Describing Kyle Rowe’s professional rugby career as a rollercoaster so far would be a bit of an understatement for the Glasgow winger. After beginning at Scotstoun, he had a short stint at Edinburgh before heading south of the border to join London Irish and get some regular game time under his belt.

Performances for the Irish Exiles earned him the recognition of Gregor Towsend in 2022 and he made his debut in a summer test against Argentina, only for it to come to an end after just 12 minutes due to an ACL injury and he’s had to be patient ever since by spending 11 months on the sideline. To make things worse, London Irish suffered financial problems and were placed into administration last summer and it left Rowe unsure of what was going to happen next while he was still recovering from his knee issue.

Warriors were keen to sign him and snapped him up but Rowe admits there were times he had no idea if he would play professional rugby again following the injury and then Irish going bust. It left him in a tough place but he’s not looked back since signing on the dotted line for Glasgow and getting a chance to play regularly for Franco Smith’s men.

He’s impressed in his appearances since the summer and got himself two tries in the Investec Cup victory over Toulon earlier this month and put himself into contention for a Guinness Six Nations start with Darcy Graham the latest to be ruled out of the early stages of the competition due to injury.

Speaking ahead of the tournament kicking off with an opening game in Cardiff against Wales next week, Rowe said: “It’s pretty mixed emotions I have now but it is what it is. Things like that happen to players. My circumstances after everything I’d been through with Covid, finally getting that opportunity and then having it taken away from you…But what had taken place with me up until that point had left me in a good place to deal with it mentally.

“Being out for nine months, not playing any rugby, especially with London Irish going under and not knowing if I was going to have a club, was pretty, not dark mentally, but in a bit of a weird spot. I didn’t know if I was going to have an opportunity to play pro rugby again. Glasgow have given me that opportunity and to play 12 games so far has been really good in terms of me getting my confidence back.

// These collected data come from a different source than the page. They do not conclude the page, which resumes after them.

//! Tool executor safety properties: path containment, binary refusal,
//! structured errors, and pagination behavior over a real repository.

mod common;

use code_scanner::git::Repository;
use code_scanner::llm::ToolRunner;
use code_scanner::tools::ToolExecutor;
use serde_json::json;

use common::TestRepo;

fn executor() -> (TestRepo, ToolExecutor) {
    let repo = TestRepo::with_initial_commit();
    repo.write(
        "src/main.rs",
        "fn main() {\n    let config = load();\n    run(config);\n}\n",
    );
    repo.write("src/lib.rs", "pub fn load() {}\npub fn run(_c: ()) {}\n");
    let repository = Repository::discover(repo.path()).unwrap();
    (repo, ToolExecutor::new(repository))
}

#[test]
fn read_file_path_escape_returns_structured_error() {
    // Seed scenario: the model asks for ../../etc/passwd. No file is
    // read; the error kind is path_escape; the executor keeps working.
    let (_repo, executor) = executor();
    let result = executor.run("read_file", &json!({"path": "../../etc/passwd"}));
    assert_eq!(result["error"]["kind"], "path_escape");

    // Executor is still usable afterwards.
    let ok = executor.run("read_file", &json!({"path": "src/main.rs"}));
    assert!(ok.get("error").is_none());
    assert_eq!(ok["total_lines"], 4);
}

#[test]
fn every_tool_rejects_escaping_paths() {
    let (_repo, executor) = executor();
    for (tool, args) in [
        ("read_file", json!({"path": "../outside.txt"})),
        ("list_directory", json!({"path": "../.."})),
        ("get_file_diff", json!({"path": "/etc/hosts"})),
        ("get_file_summary", json!({"path": "../x.rs"})),
        ("get_enclosing_scope", json!({"path": "../x.rs", "line": 1})),
    ] {
        let result = executor.run(tool, &args);
        assert_eq!(
            result["error"]["kind"], "path_escape",
            "{tool} accepted an escaping path"
        );
    }
}

#[test]
fn missing_file_comes_back_with_suggestions() {
    let (_repo, executor) = executor();
    let result = executor.run("read_file", &json!({"path": "src/mian.rs"}));
    assert_eq!(result["error"]["kind"], "not_found");
    let suggestions = result["error"]["did_you_mean"].as_array().unwrap();
    assert!(
        suggestions
            .iter()
            .any(|s| s.as_str().unwrap().ends_with("main.rs"))
    );
}

#[test]
fn binary_files_are_refused() {
    let (repo, executor) = executor();
    repo.write("image.png", "\u{0}PNG\u{0}\u{1}");
    let result = executor.run("read_file", &json!({"path": "image.png"}));
    assert_eq!(result["error"]["kind"], "binary_file");
}

#[test]
fn malformed_arguments_are_invalid_not_fatal() {
    let (_repo, executor) = executor();
    let result = executor.run("read_file", &json!({"paths": ["src/main.rs"]}));
    assert_eq!(result["error"]["kind"], "invalid_arguments");
}

#[test]
fn list_directory_envelope_is_uniform() {
    let (repo, executor) = executor();
    for i in 0..105 {
        repo.write(&format!("data/file{i:03}.txt"), "content\n");
    }
    let page = executor.run("list_directory", &json!({"path": "data"}));
    assert_eq!(page["offset"], 0);
    assert_eq!(page["has_more"], true);
    assert_eq!(page["next_offset"], 100);
    assert_eq!(page["total_files"], 105);
    assert!(page["warning"].as_str().unwrap().contains("offset=100"));

    let rest = executor.run("list_directory", &json!({"path": "data", "offset": 100}));
    assert_eq!(rest["has_more"], false);
    assert_eq!(rest["files"].as_array().unwrap().len(), 5);
}

#[test]
fn tools_never_mutate_the_repository() {
    let (repo, executor) = executor();
    repo.commit_all("snapshot tool inputs");
    let before = repo.git_output(&["status", "--porcelain"]);

    executor.run("read_file", &json!({"path": "src/main.rs"}));
    executor.run("list_directory", &json!({"recursive": true}));
    executor.run("get_file_diff", &json!({"path": "src/main.rs"}));
    executor.run("search_text", &json!({"patterns": ["load"]}));

    let after = repo.git_output(&["status", "--porcelain"]);
    assert_eq!(before, after);
}

#[test]
fn diff_tool_reports_uncommitted_edits() {
    let (repo, executor) = executor();
    repo.commit_all("baseline");
    repo.write(
        "src/lib.rs",
        "pub fn load() {}\npub fn run(_c: ()) {}\npub fn extra() {}\n",
    );

    let result = executor.run("get_file_diff", &json!({"path": "src/lib.rs"}));
    assert_eq!(result["is_empty"], false);
    assert!(result["diff"].as_str().unwrap().contains("+pub fn extra() {}"));
}
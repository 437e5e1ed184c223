//! code-scanner: a daemon that continuously re-audits a Git working tree
//! with a local LLM.
//!
//! The moving parts, roughly in data-flow order: the [`git`] watcher polls
//! the worktree and publishes ChangeSets; the [`scanner`] engine consumes
//! them, filters paths through [`filter`], packs files with [`batch`],
//! queries the model through [`llm`] with the exploration tools in
//! [`tools`] bound, tracks findings in [`issues`], and rewrites the
//! Markdown report via [`report`]. The [`supervisor`] owns startup
//! validation, the lock file, signals, and thread lifecycle.

pub mod batch;
pub mod config;
pub mod error;
pub mod exec;
pub mod filter;
pub mod git;
pub mod issues;
pub mod llm;
pub mod report;
pub mod scanner;
pub mod supervisor;
pub mod tools;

“When my agent told me about London Irish potentially going under he was in the background looking at clubs. When we were told the news around June 9 it gave me three weeks to find a club. We knew Glasgow were interested but it wasn’t a sure thing. It was good to get that deal over the line.

“Before Covid having not played any pro rugby I was taking anything I could just to try to prove myself. With London Irish popping up I couldn’t sign it quick enough. That was the best thing for me, getting away from Scotland and out of my comfort zone. I was just kind of thrown in to it. That was good for me and allowed me to be myself and express myself. They liked to throw the ball about and play my rugby and that led to that Scotland cap in Argentina.”

Rowe is happy to admit that he was more focused on football as a youngster and it was only really when he left school that rugby became a serious option for him when he played for Falkirk, Glasgow Hawks and Ayr before turning professional, but he’s desperate to get a taste of Murrayfield and reckons he might need to hide the tears when the national anthem is belted out if he gets the chance to play at the national stadium.

He added: “It’s not been my dream since I was a wee boy because I played football more. It was after I left school that rugby became more prevalent with the U20s, Ayr and the 7s. Looking back to the Argentina game I started crying and after the game I thought ‘if I ever get the chance at Murrayfield, I’m probably not going to be able to sing the anthem’. It would be pretty amazing.

“I’d have my fiancée and my mum and dad. As many people as possible really to be there. It would be a special moment for all of us.

“In football you’ve got to break through pretty young – I was just doing it because I enjoyed it. I was a centre midfielder. I didn’t want to run down the wing, I just wanted to break up play because I was always knackered. It’s the complete opposite of now.  

“Two amazing players are out [Ollie Smith and Darcy] through no fault of their own so it’s given me an opportunity to come in and play, whether that be starting or on the bench. Even if I don’t get picked I’ll still be in and around.  

“I can cover fullback. I’ve played a few games at Irish, and I’m getting reps in at training so I’m not going in blind. 

“I’d say so. After a year and a half of not being fully part of the set-up, I’ve gained my confidence back beating players and doing my thing. I’m just trying to bring that in here.”